Four candidates are in the race to lead Britain's opposition Labour Party after its former leader Ed Miliband resigned in the wake of last month's devastating election defeat, the party said on Monday.
Shadow health minister Andy Burnham, a member of former Labour prime minister Gordon Brown's government, is currently the bookie's favourite.
He has vowed to be "a leader whose voice can carry into all the nations and regions of the UK" following the collapse of support in the party's traditional heartlands, particularly in Scotland, where the SNP triumphed.
Reformer Liz Kendall, 44, is second favourite, despite having only been elected to parliament in 2010.
She has been critical of the party's shift to the left under Miliband, saying "fundamental reform is essential to the future survival of our party."
Yvette Cooper has long been tipped as a potential leader, but her close ties with leading figures associated with Labour's recent losses - including her husband Ed Balls - could count against her.

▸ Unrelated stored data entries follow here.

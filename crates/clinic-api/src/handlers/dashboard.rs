// SPDX-License-Identifier: PolyForm-Noncommercial-1.0.0
// Copyright (c) 2025 Sylvex. All rights reserved.

//! Dashboard handlers.
//!
//! Each route is guarded for exactly one role, so the role passed to the
//! read model is the route's, not a value taken from the caller.

use axum::{extract::State, Json};

use clinic_core::{DashboardView, Role};

use crate::error::ApiResult;
use crate::extractors::Auth;
use crate::state::AppState;

/// GET /api/dashboard/admin
pub async fn admin_dashboard(
    State(state): State<AppState>,
    Auth(ctx): Auth,
) -> ApiResult<Json<DashboardView>> {
    Ok(Json(state.read_model.build(Role::Admin, &ctx.identity).await?))
}

/// GET /api/dashboard/doctor
///
/// Scoped to the calling doctor.
pub async fn doctor_dashboard(
    State(state): State<AppState>,
    Auth(ctx): Auth,
) -> ApiResult<Json<DashboardView>> {
    Ok(Json(state.read_model.build(Role::Doctor, &ctx.identity).await?))
}

/// GET /api/dashboard/receptionist
pub async fn receptionist_dashboard(
    State(state): State<AppState>,
    Auth(ctx): Auth,
) -> ApiResult<Json<DashboardView>> {
    Ok(Json(
        state
            .read_model
            .build(Role::Receptionist, &ctx.identity)
            .await?,
    ))
}
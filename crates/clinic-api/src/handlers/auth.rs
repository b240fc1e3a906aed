// SPDX-License-Identifier: PolyForm-Noncommercial-1.0.0
// Copyright (c) 2025 Sylvex. All rights reserved.

//! Account handlers: registration and login.

use axum::{extract::State, response::IntoResponse, Json};
use chrono::Utc;
use serde::Deserialize;

use clinic_core::{ConflictError, CoreError, Identity, Role, User};

use crate::error::{ApiError, ApiResult};
use crate::extractors::JsonBody;
use crate::password::{hash_password, verify_password_or_dummy};
use crate::response::{Created, MessageResponse, TokenResponse};
use crate::state::AppState;

/// The only login failure message. Unknown email and wrong password look alike.
const LOGIN_FAILED: &str = "Invalid email or password";

// =============================================================================
// Register
// =============================================================================

/// Registration request body.
#[derive(Debug, Deserialize)]
pub struct RegisterRequest {
    /// Display name.
    #[serde(default)]
    pub name: String,
    /// Login email.
    #[serde(default)]
    pub email: String,
    /// Plain-text password.
    #[serde(default)]
    pub password: String,
    /// Role name: admin, doctor, receptionist or patient.
    #[serde(default)]
    pub role: String,
}

impl RegisterRequest {
    fn validate(&self) -> ApiResult<Role> {
        if self.email.trim().is_empty() {
            return Err(ApiError::validation("email is required"));
        }
        if self.password.is_empty() {
            return Err(ApiError::validation("password is required"));
        }
        Role::parse(&self.role).ok_or_else(|| ApiError::validation("Invalid role"))
    }
}

/// POST /register
///
/// Creates an account. Emails are unique, ignoring case.
pub async fn register(
    State(state): State<AppState>,
    JsonBody(request): JsonBody<RegisterRequest>,
) -> ApiResult<impl IntoResponse> {
    let role = request.validate()?;
    let email = request.email.trim().to_string();
    let password_hash = hash_password(&request.password)?;

    let user = User::new(request.name.trim(), email.as_str(), password_hash, role, Utc::now());
    let inserted = state
        .store
        .users
        .insert_unique(user, &|existing: &User| existing.has_email(&email))
        .await?;

    let Some(user) = inserted else {
        return Err(CoreError::from(ConflictError::DuplicateEmail).into());
    };

    tracing::info!(user_id = %user.id, role = %user.role, "User registered");

    Ok(Created(MessageResponse::new("User registered")))
}

// =============================================================================
// Login
// =============================================================================

/// Login request body.
#[derive(Debug, Deserialize)]
pub struct LoginRequest {
    /// Login email.
    #[serde(default)]
    pub email: String,
    /// Plain-text password.
    #[serde(default)]
    pub password: String,
}

/// POST /login
///
/// Verifies credentials and returns a signed bearer token.
pub async fn login(
    State(state): State<AppState>,
    JsonBody(request): JsonBody<LoginRequest>,
) -> ApiResult<impl IntoResponse> {
    let email = request.email.trim();
    let mut matches = state
        .store
        .users
        .list(&|user: &User| user.has_email(email))
        .await?;

    let user = matches.pop();
    let stored_hash = user.as_ref().map(|user| user.password_hash.as_str());
    let verified = verify_password_or_dummy(&request.password, stored_hash);

    let user = match user {
        Some(user) if verified => user,
        _ => {
            tracing::debug!("Login rejected");
            return Err(ApiError::unauthorized(LOGIN_FAILED));
        }
    };

    let token = state.jwt().issue(&Identity::new(user.id, user.role))?;

    tracing::info!(user_id = %user.id, role = %user.role, "User logged in");

    Ok(Json(TokenResponse { token }))
}
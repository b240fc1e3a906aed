// SPDX-License-Identifier: PolyForm-Noncommercial-1.0.0
// Copyright (c) 2025 Sylvex. All rights reserved.

//! API server configuration.

use std::net::{IpAddr, Ipv4Addr, SocketAddr};
use std::time::Duration;

use serde::{Deserialize, Serialize};

use crate::auth::JwtConfig;
use crate::error::{ApiError, ApiResult};

// =============================================================================
// ApiConfig
// =============================================================================

/// Configuration for the API server.
#[derive(Debug, Clone, Serialize, Deserialize)]
#[serde(default)]
pub struct ApiConfig {
    /// Server host address.
    pub host: IpAddr,
    /// Server port.
    pub port: u16,
    /// CORS configuration.
    pub cors: CorsConfig,
    /// JWT configuration.
    pub jwt: JwtConfig,
    /// Request timeout.
    #[serde(with = "humantime_serde")]
    pub request_timeout: Duration,
}

impl Default for ApiConfig {
    fn default() -> Self {
        Self {
            host: IpAddr::V4(Ipv4Addr::new(0, 0, 0, 0)),
            port: 8080,
            cors: CorsConfig::default(),
            jwt: JwtConfig::default(),
            request_timeout: Duration::from_secs(30),
        }
    }
}

impl ApiConfig {
    /// Creates a new configuration with default values.
    pub fn new() -> Self {
        Self::default()
    }

    /// Returns the socket address to bind to.
    pub fn socket_addr(&self) -> SocketAddr {
        SocketAddr::new(self.host, self.port)
    }

    /// Sets the host address.
    pub fn with_host(mut self, host: IpAddr) -> Self {
        self.host = host;
        self
    }

    /// Sets the port.
    pub fn with_port(mut self, port: u16) -> Self {
        self.port = port;
        self
    }

    /// Sets the JWT configuration.
    pub fn with_jwt(mut self, jwt: JwtConfig) -> Self {
        self.jwt = jwt;
        self
    }

    /// Validates the configuration.
    pub fn validate(&self) -> ApiResult<()> {
        self.jwt.validate()?;
        if self.request_timeout.is_zero() {
            return Err(ApiError::internal("request_timeout must be positive"));
        }
        Ok(())
    }
}

// =============================================================================
// CorsConfig
// =============================================================================

/// CORS (Cross-Origin Resource Sharing) configuration.
#[derive(Debug, Clone, Serialize, Deserialize)]
#[serde(default)]
pub struct CorsConfig {
    /// Allowed origins. `"*"` allows any origin.
    pub allowed_origins: Vec<String>,
    /// Allowed methods.
    pub allowed_methods: Vec<String>,
    /// Allowed headers.
    pub allowed_headers: Vec<String>,
    /// Whether to allow credentials.
    pub allow_credentials: bool,
    /// Max age for preflight cache.
    #[serde(with = "humantime_serde")]
    pub max_age: Duration,
}

impl Default for CorsConfig {
    fn default() -> Self {
        Self {
            allowed_origins: vec!["http://localhost:3000".to_string()],
            allowed_methods: ["GET", "POST", "PUT", "DELETE"]
                .map(String::from)
                .to_vec(),
            allowed_headers: ["Origin", "Content-Type", "Authorization"]
                .map(String::from)
                .to_vec(),
            allow_credentials: true,
            max_age: Duration::from_secs(12 * 60 * 60),
        }
    }
}

impl CorsConfig {
    /// Returns `true` if any origin is allowed.
    pub fn allows_any_origin(&self) -> bool {
        self.allowed_origins.iter().any(|o| o == "*")
    }
}

// =============================================================================
// Tests
// =============================================================================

Veteran left-winger Jeremy Corbyn completes the line-up after a successful last-minute attempt to secure the support of at least 35 of Labour's MPs -- 15% of the total.
Labour Party representatives, members and affiliates will decide the result, which will be announced at a special conference on September 12.
The rules have been changed since the last leadership election to give less influence to trade unions in deciding the outcome.
Some party supporters have also asked for the possibility to change leader before the next general election in 2020 in case the winner of the current contest fails to measure up to the task.
The party now has only 232 MPs after it was all but wiped out in Scotland by Scottish nationalists and lost voters in its northern working-class strongholds during a general election defeat for which Miliband took responsibility.
The party is now locked in debate about whether it should maintain its leftward shift, or return to the centrist platform of former leader and three-time election winner Tony Blair, and how to counter the image of the party's leadership being dominated by its London-based members.